Input —
····················

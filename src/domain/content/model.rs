use chrono::{DateTime, Duration, Utc};
use serde::{Deserialize, Serialize};
use std::str::FromStr;

/// Closed set of structurally different content shapes
#[derive(Debug, Clone, Copy, PartialEq, Eq, Hash, Serialize, Deserialize)]
pub enum ContentType {
    #[serde(rename = "news")]
    News,
    #[serde(rename = "recommendation")]
    Recommendation,
    #[serde(rename = "social")]
    Social,
}

impl ContentType {
    pub const ALL: [ContentType; 3] = [
        ContentType::News,
        ContentType::Recommendation,
        ContentType::Social,
    ];

    pub fn as_str(&self) -> &'static str {
        match self {
            ContentType::News => "news",
            ContentType::Recommendation => "recommendation",
            ContentType::Social => "social",
        }
    }
}

impl std::fmt::Display for ContentType {
    fn fmt(&self, f: &mut std::fmt::Formatter<'_>) -> std::fmt::Result {
        write!(f, "{}", self.as_str())
    }
}

impl FromStr for ContentType {
    type Err = String;

    fn from_str(s: &str) -> Result<Self, Self::Err> {
        match s {
            "news" => Ok(ContentType::News),
            "recommendation" => Ok(ContentType::Recommendation),
            "social" => Ok(ContentType::Social),
            other => Err(format!("Invalid content type: {}", other)),
        }
    }
}

/// Type-specific fields; the tag doubles as the item's `type`
#[derive(Debug, Clone, PartialEq, Serialize, Deserialize)]
#[serde(tag = "type")]
pub enum ContentDetails {
    #[serde(rename = "news")]
    News {
        #[serde(default, skip_serializing_if = "Option::is_none")]
        author: Option<String>,
        #[serde(default)]
        tags: Vec<String>,
    },
    #[serde(rename = "recommendation")]
    Recommendation {
        #[serde(default, skip_serializing_if = "Option::is_none")]
        rating: Option<f64>,
        #[serde(default, skip_serializing_if = "Option::is_none")]
        genre: Option<String>,
        #[serde(default, skip_serializing_if = "Option::is_none")]
        year: Option<i32>,
    },
    #[serde(rename = "social")]
    Social {
        author: String,
        #[serde(default)]
        likes: u64,
        #[serde(default)]
        shares: u64,
        #[serde(default)]
        comments: u64,
        #[serde(default, skip_serializing_if = "Option::is_none")]
        platform: Option<String>,
        #[serde(default)]
        hashtags: Vec<String>,
    },
}

impl ContentDetails {
    pub fn news() -> Self {
        ContentDetails::News {
            author: None,
            tags: Vec::new(),
        }
    }

    pub fn recommendation() -> Self {
        ContentDetails::Recommendation {
            rating: None,
            genre: None,
            year: None,
        }
    }

    pub fn social(author: impl Into<String>) -> Self {
        ContentDetails::Social {
            author: author.into(),
            likes: 0,
            shares: 0,
            comments: 0,
            platform: None,
            hashtags: Vec::new(),
        }
    }

    pub fn content_type(&self) -> ContentType {
        match self {
            ContentDetails::News { .. } => ContentType::News,
            ContentDetails::Recommendation { .. } => ContentType::Recommendation,
            ContentDetails::Social { .. } => ContentType::Social,
        }
    }
}

/// A single aggregated article, movie or social post in normalized shape
#[derive(Debug, Clone, PartialEq, Serialize, Deserialize)]
pub struct ContentItem {
    pub id: String,
    pub title: String,
    #[serde(default)]
    pub description: String,
    #[serde(default)]
    pub source: String,
    pub category: String,
    #[serde(default)]
    pub url: String,
    #[serde(default, skip_serializing_if = "Option::is_none")]
    pub image_url: Option<String>,
    pub published_at: DateTime<Utc>,
    #[serde(default)]
    pub is_favorite: bool,
    #[serde(default)]
    pub is_read: bool,
    #[serde(flatten)]
    pub details: ContentDetails,
}

impl ContentItem {
    pub fn new(
        id: impl Into<String>,
        title: impl Into<String>,
        category: impl Into<String>,
        published_at: DateTime<Utc>,
        details: ContentDetails,
    ) -> Self {
        Self {
            id: id.into(),
            title: title.into(),
            description: String::new(),
            source: String::new(),
            category: category.into(),
            url: String::new(),
            image_url: None,
            published_at,
            is_favorite: false,
            is_read: false,
            details,
        }
    }

    pub fn with_description(mut self, description: impl Into<String>) -> Self {
        self.description = description.into();
        self
    }

    pub fn with_source(mut self, source: impl Into<String>) -> Self {
        self.source = source.into();
        self
    }

    pub fn with_url(mut self, url: impl Into<String>) -> Self {
        self.url = url.into();
        self
    }

    pub fn content_type(&self) -> ContentType {
        self.details.content_type()
    }

    /// Elapsed time since publication; negative for items dated in the future
    pub fn age(&self, now: DateTime<Utc>) -> Duration {
        now.signed_duration_since(self.published_at)
    }

    /// Case-insensitive substring match on title, description and tags
    pub fn matches_text(&self, text: &str) -> bool {
        let needle = text.trim().to_lowercase();
        if needle.is_empty() {
            return false;
        }

        let tags: &[String] = match &self.details {
            ContentDetails::News { tags, .. } => tags,
            ContentDetails::Social { hashtags, .. } => hashtags,
            ContentDetails::Recommendation { .. } => &[],
        };

        [self.title.as_str(), self.description.as_str()]
            .into_iter()
            .chain(tags.iter().map(String::as_str))
            .any(|field| field.to_lowercase().contains(&needle))
    }
}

····················

Required action — Write out every line of the data that holds the word "source".

Result of this task —
    pub source: String,
            source: String::new(),
    pub fn with_source(mut self, source: impl Into<String>) -> Self {
        self.source = source.into();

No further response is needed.